Ibu Rima guru sejarah datang dengan membawa pengharis besar, tidak lupa tas ransel pada punggungnya, “Selamat pagi”

“Pagi, Bu”

“Silahkan dipimpin berdoanya” beliau meletakkan buku yang baru saja dikeluarkan dari dalam tas, seraya duduk memandang satu persatu siswa di depannya.

“Sikap tenang” Farrel mengambil alih situasi, “Berdoa di dalam hati mulai!”

Walau suara dari luar terus mendominasi, obrolan juga lalu lalang siswa melintas menuju kelas masing-masing. Doa tetap dipanjatkan dengan keyakinan yang dianut, berharap diberi kelancaran proses pembelajaran hingga akhir.

“Berdoa selesai” semua siswa mengangkat kepala dari posisi menunduk, “Selamat pagi, Bu Rima”
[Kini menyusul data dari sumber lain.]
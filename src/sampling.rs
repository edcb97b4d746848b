use crate::error::{FrontierError, Result};
use rand::distributions::{Distribution, Uniform};
use rand::{Rng, SeedableRng};
use rand_chacha::ChaCha8Rng;

/// Long-only, fully-invested allocation in asset order.
pub type WeightVector = Vec<f64>;

/// Draws `n` independent U(0,1) values and divides each by their sum.
/// Not the flat Dirichlet law: mass concentrates toward equal weights.
pub fn sample_weights<R: Rng + ?Sized>(n: usize, rng: &mut R) -> Result<WeightVector> {
    if n == 0 {
        return Err(FrontierError::invalid_parameter("cannot sample weights for zero assets"));
    }
    Ok(draw_normalized(n, rng))
}

fn draw_normalized<R: Rng + ?Sized>(n: usize, rng: &mut R) -> WeightVector {
    let uniform = Uniform::new(0.0, 1.0);
    loop {
        let raw: Vec<f64> = (0..n).map(|_| uniform.sample(rng)).collect();
        let total: f64 = raw.iter().sum();
        // all-zero draw: redraw
        if total > 0.0 {
            return raw.into_iter().map(|w| w / total).collect();
        }
    }
}

/// Seeded source of weight vectors for one basket size.
///
/// Stream 0 of a seed is what a sequential run consumes; parallel workers
/// take streams 0, 1, 2, ... of the same seed.
#[derive(Debug, Clone)]
pub struct SimplexSampler {
    assets: usize,
    seed: u64,
    rng: ChaCha8Rng,
}

impl SimplexSampler {
    /// `seed = None` draws a fresh seed from the thread RNG; it is kept so the
    /// run can be replayed.
    pub fn new(assets: usize, seed: Option<u64>) -> Result<Self> {
        let seed = seed.unwrap_or_else(rand::random::<u64>);
        Self::for_stream(assets, seed, 0)
    }

    pub fn for_stream(assets: usize, seed: u64, stream: u64) -> Result<Self> {
        if assets == 0 {
            return Err(FrontierError::invalid_parameter("Assets should be positive"));
        }
        let mut rng = ChaCha8Rng::seed_from_u64(seed);
        rng.set_stream(stream);
        Ok(SimplexSampler { assets, seed, rng })
    }

    pub fn assets(&self) -> usize {
        self.assets
    }

    pub fn seed(&self) -> u64 {
        self.seed
    }

    /// Advances the internal RNG.
    pub fn sample(&mut self) -> WeightVector {
        draw_normalized(self.assets, &mut self.rng)
    }

    /// Reseed the internal RNG mid-flight; the stream is reset to 0.
    pub fn reseed(&mut self, seed: u64) {
        self.seed = seed;
        self.rng = ChaCha8Rng::seed_from_u64(seed);
    }
}
use crate::error::{FrontierError, Result};
use crate::market_data::{AssetSet, Lookback, PriceHistoryProvider, PriceTable, ensure_usable};
use chrono::{Datelike, Days, NaiveDate, Weekday};
use nalgebra::{DMatrix, DVector};
use rand::distributions::{Distribution, Uniform};
use rand::SeedableRng;
use rand_chacha::ChaCha8Rng;
use statrs::distribution::MultivariateNormal;
use tracing::info;

/// Daily log-return model the synthetic prices are drawn from.
#[derive(Debug, Clone, PartialEq)]
pub enum SyntheticModel {
    /// Explicit daily mean vector and covariance (row-major, N x N).
    Normal {
        daily_means: Vec<f64>,
        daily_covariance: Vec<Vec<f64>>,
    },
    /// Random linear factor model: loadings ~ U(0.5, 1.5), diagonal factor
    /// covariance, constant idiosyncratic variance.
    FactorModel { number_of_factors: usize },
}

#[derive(Debug, Clone)]
pub struct SyntheticPriceProvider {
    model: SyntheticModel,
    periods_to_sample: usize,
    start_price: f64,
    start_date: NaiveDate,
    seed: Option<u64>,
}

// Daily-scale parameters of the factor model
const FACTOR_MEAN_RETURN: f64 = 0.0003;
const FACTOR_VARIANCE_RANGE: (f64, f64) = (1e-5, 2e-4);
const LOADING_RANGE: (f64, f64) = (0.5, 1.5);
const IDIOSYNCRATIC_VARIANCE: f64 = 1e-4;

impl SyntheticPriceProvider {
    pub fn new(model: SyntheticModel, periods_to_sample: usize, seed: Option<u64>) -> Self {
        SyntheticPriceProvider {
            model,
            periods_to_sample,
            start_price: 100.0,
            start_date: NaiveDate::from_ymd_opt(2020, 1, 1).unwrap_or_default(),
            seed,
        }
    }

    fn model_parameters(&self, assets: usize, rng: &mut ChaCha8Rng) -> Result<(Vec<f64>, DMatrix<f64>)> {
        match &self.model {
            SyntheticModel::Normal {
                daily_means,
                daily_covariance,
            } => {
                if daily_means.len() != assets
                    || daily_covariance.len() != assets
                    || daily_covariance.iter().any(|row| row.len() != assets)
                {
                    return Err(FrontierError::invalid_parameter(format!(
                        "synthetic model has {} assets, basket has {}",
                        daily_means.len(),
                        assets
                    )));
                }
                let covariance = DMatrix::from_fn(assets, assets, |i, j| daily_covariance[i][j]);
                Ok((daily_means.clone(), covariance))
            }
            SyntheticModel::FactorModel { number_of_factors } => {
                Self::factor_model(assets, *number_of_factors, rng)
            }
        }
    }

    fn factor_model(
        assets_under_management: usize,
        number_of_factors: usize,
        rng: &mut ChaCha8Rng,
    ) -> Result<(Vec<f64>, DMatrix<f64>)> {
        if number_of_factors == 0 {
            return Err(FrontierError::invalid_parameter("Number of factors must be greater than zero"));
        }

        let variance = Uniform::new(FACTOR_VARIANCE_RANGE.0, FACTOR_VARIANCE_RANGE.1);
        let covariance_factors =
            DMatrix::from_diagonal(&DVector::from_fn(number_of_factors, |_, _| variance.sample(rng)));

        // One draw of factor returns fixes the asset drifts
        let factor_means = vec![FACTOR_MEAN_RETURN; number_of_factors];
        let factor_returns = sample_normal(&factor_means, &covariance_factors, rng)?;

        let loading = Uniform::new(LOADING_RANGE.0, LOADING_RANGE.1);
        let loadings = DMatrix::from_fn(assets_under_management, number_of_factors, |_, _| {
            loading.sample(rng)
        });

        let mu_assets = (&loadings * &factor_returns).iter().copied().collect();
        let systematic = &loadings * &covariance_factors * loadings.transpose();
        // MultivariateNormal rejects any rounding asymmetry
        let systematic = (&systematic + systematic.transpose()) * 0.5;
        let covariance_assets = systematic
            + DMatrix::from_diagonal_element(
                assets_under_management,
                assets_under_management,
                IDIOSYNCRATIC_VARIANCE,
            );
        Ok((mu_assets, covariance_assets))
    }

    fn trading_dates(&self, count: usize) -> Vec<NaiveDate> {
        let mut dates = Vec::with_capacity(count);
        let mut date = self.start_date;
        while dates.len() < count {
            if !matches!(date.weekday(), Weekday::Sat | Weekday::Sun) {
                dates.push(date);
            }
            date = date + Days::new(1);
        }
        dates
    }
}

fn sample_normal(means: &[f64], covariance: &DMatrix<f64>, rng: &mut ChaCha8Rng) -> Result<DVector<f64>> {
    let flat: Vec<f64> = covariance.transpose().iter().copied().collect();
    let normal = MultivariateNormal::new(means.to_vec(), flat)
        .map_err(|e| FrontierError::invalid_parameter(format!("MVN init failed: {}", e)))?;
    Ok(normal.sample(rng))
}

impl PriceHistoryProvider for SyntheticPriceProvider {
    fn name(&self) -> &str {
        "synthetic"
    }

    fn fetch(&self, assets: &AssetSet, lookback: &Lookback) -> Result<PriceTable> {
        let seed = self.seed.unwrap_or_else(rand::random::<u64>);
        let mut rng = ChaCha8Rng::seed_from_u64(seed);

        let (means, covariance) = self
            .model_parameters(assets.len(), &mut rng)
            .map_err(|e| FrontierError::data_fetch(self.name(), e.to_string()))?;
        let flat: Vec<f64> = covariance.transpose().iter().copied().collect();
        let normal = MultivariateNormal::new(means, flat)
            .map_err(|e| FrontierError::data_fetch(self.name(), format!("Failed to create MVN: {}", e)))?;

        let mut prices = vec![self.start_price; assets.len()];
        let mut rows = Vec::with_capacity(self.periods_to_sample + 1);
        rows.push(prices.clone());
        for log_returns in normal.sample_iter(&mut rng).take(self.periods_to_sample) {
            for (price, r) in prices.iter_mut().zip(log_returns.iter()) {
                *price *= r.exp();
            }
            rows.push(prices.clone());
        }

        let table = PriceTable::new(assets.len(), self.trading_dates(rows.len()), rows)?.trimmed(lookback);
        ensure_usable(self.name(), assets, &table)?;
        info!(
            "generated {} synthetic price rows for {} assets (seed {})",
            table.len(),
            assets.len(),
            seed
        );
        Ok(table)
    }
}

#[cfg(test)]
mod tests {
    use super::*;
    use crate::statistics::compute_statistics;

    #[test]
    fn test_normal_model_is_seeded() {
        let model = SyntheticModel::Normal {
            daily_means: vec![0.0004, 0.0002],
            daily_covariance: vec![vec![1e-4, 2e-5], vec![2e-5, 4e-4]],
        };
        let provider = SyntheticPriceProvider::new(model, 300, Some(12));
        let assets = AssetSet::from_labels(["A", "B"]).unwrap();
        let a = provider.fetch(&assets, &Lookback::Max).unwrap();
        let b = provider.fetch(&assets, &Lookback::Max).unwrap();
        assert_eq!(a, b);
        assert_eq!(a.len(), 301);
        assert!(a.rows().iter().flatten().all(|p| p.is_finite() && *p > 0.0));
        assert!(a.dates().iter().all(|d| !matches!(d.weekday(), Weekday::Sat | Weekday::Sun)));
    }

    #[test]
    fn test_normal_model_recovers_annualized_variance() {
        let model = SyntheticModel::Normal {
            daily_means: vec![0.0],
            daily_covariance: vec![vec![1e-4]],
        };
        let provider = SyntheticPriceProvider::new(model, 20_000, Some(3));
        let assets = AssetSet::from_labels(["A"]).unwrap();
        let stats = compute_statistics(&provider.fetch(&assets, &Lookback::Max).unwrap(), 250.0).unwrap();
        let annual_variance = stats.covariance()[(0, 0)];
        assert!((annual_variance - 0.025).abs() < 0.0025, "variance {annual_variance}");
    }

    #[test]
    fn test_factor_model_produces_full_basket() {
        let provider = SyntheticPriceProvider::new(SyntheticModel::FactorModel { number_of_factors: 2 }, 120, Some(9));
        let assets = AssetSet::from_labels(["A", "B", "C", "D"]).unwrap();
        let table = provider.fetch(&assets, &Lookback::Max).unwrap();
        assert_eq!(table.asset_count(), 4);
        assert!(compute_statistics(&table, 250.0).is_ok());
    }

    #[test]
    fn test_factor_covariance_is_exactly_symmetric() {
        for seed in 0..20 {
            let mut rng = ChaCha8Rng::seed_from_u64(seed);
            let (means, covariance) = SyntheticPriceProvider::factor_model(7, 3, &mut rng).unwrap();
            assert_eq!(means.len(), 7);
            assert_eq!(covariance, covariance.transpose());
            assert!(covariance.diagonal().iter().all(|v| *v >= IDIOSYNCRATIC_VARIANCE));
        }
    }

    #[test]
    fn test_zero_factors_and_wrong_width_are_fetch_errors() {
        let assets = AssetSet::from_labels(["A", "B"]).unwrap();
        let zero = SyntheticPriceProvider::new(SyntheticModel::FactorModel { number_of_factors: 0 }, 10, Some(1));
        assert!(matches!(zero.fetch(&assets, &Lookback::Max), Err(FrontierError::DataFetch { .. })));

        let narrow = SyntheticPriceProvider::new(
            SyntheticModel::Normal {
                daily_means: vec![0.0],
                daily_covariance: vec![vec![1e-4]],
            },
            10,
            Some(1),
        );
        assert!(matches!(narrow.fetch(&assets, &Lookback::Max), Err(FrontierError::DataFetch { .. })));
    }
}
use crate::common_consts::FLOAT_COMPARISON_EPSILON;
use crate::error::{FrontierError, Result};
use crate::statistics::Statistics;
use nalgebra::DVector;

#[derive(Debug, Clone, Copy, PartialEq)]
pub struct PortfolioPerformance {
    /// Annualized expected return, percent.
    pub return_pct: f64,
    /// Annualized volatility, percent.
    pub risk_pct: f64,
    /// `None` when the portfolio has (numerically) zero volatility.
    pub sharpe_ratio: Option<f64>,
}

pub fn compute_portfolio_performance(
    weights: &[f64],
    statistics: &Statistics,
    risk_free_rate: f64,
) -> Result<PortfolioPerformance> {
    // --- Edge Case Checks ---
    if weights.len() != statistics.asset_count() {
        return Err(FrontierError::invalid_parameter(format!(
            "{} weights for {} assets",
            weights.len(),
            statistics.asset_count()
        )));
    }

    let weights = DVector::from_column_slice(weights);
    let return_pct = weights.dot(statistics.mean()) * 100.0;

    // Quadratic form w' * Sigma * w
    let mut variance = weights.dot(&(statistics.covariance() * &weights));
    if variance < -FLOAT_COMPARISON_EPSILON {
        return Err(FrontierError::NegativeVariance { variance });
    }
    if variance < 0.0 {
        // rounding noise around a singular matrix
        variance = 0.0;
    }
    let risk_pct = variance.sqrt() * 100.0;

    let sharpe_ratio = if risk_pct / 100.0 >= FLOAT_COMPARISON_EPSILON {
        Some((return_pct / 100.0 - risk_free_rate) / (risk_pct / 100.0))
    } else {
        // Undefined; the optimizer leaves these out of the argmax
        None
    };

    Ok(PortfolioPerformance {
        return_pct,
        risk_pct,
        sharpe_ratio,
    })
}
“Selamat pagi. Tugas hari ini.....” belum selesai berbicara ketukan pintu terdengar, “Rendra cepat masuk!”

“Makasih, Bu” Rendra sedikit terheran, biasanya kalau telat dilarang masuk namun hari ini berbeda.

“Loh, kok duduk?” bersamaan beliau beranjak dari tempat duduk, “Saya suruh masuk cuma meletakkan tas, setelah itu kamu langsung ke toilet siswa laki-laki bersihkan sampai bersih”

Elin memegang lengan Rendra sesaat, “Sabar ya!”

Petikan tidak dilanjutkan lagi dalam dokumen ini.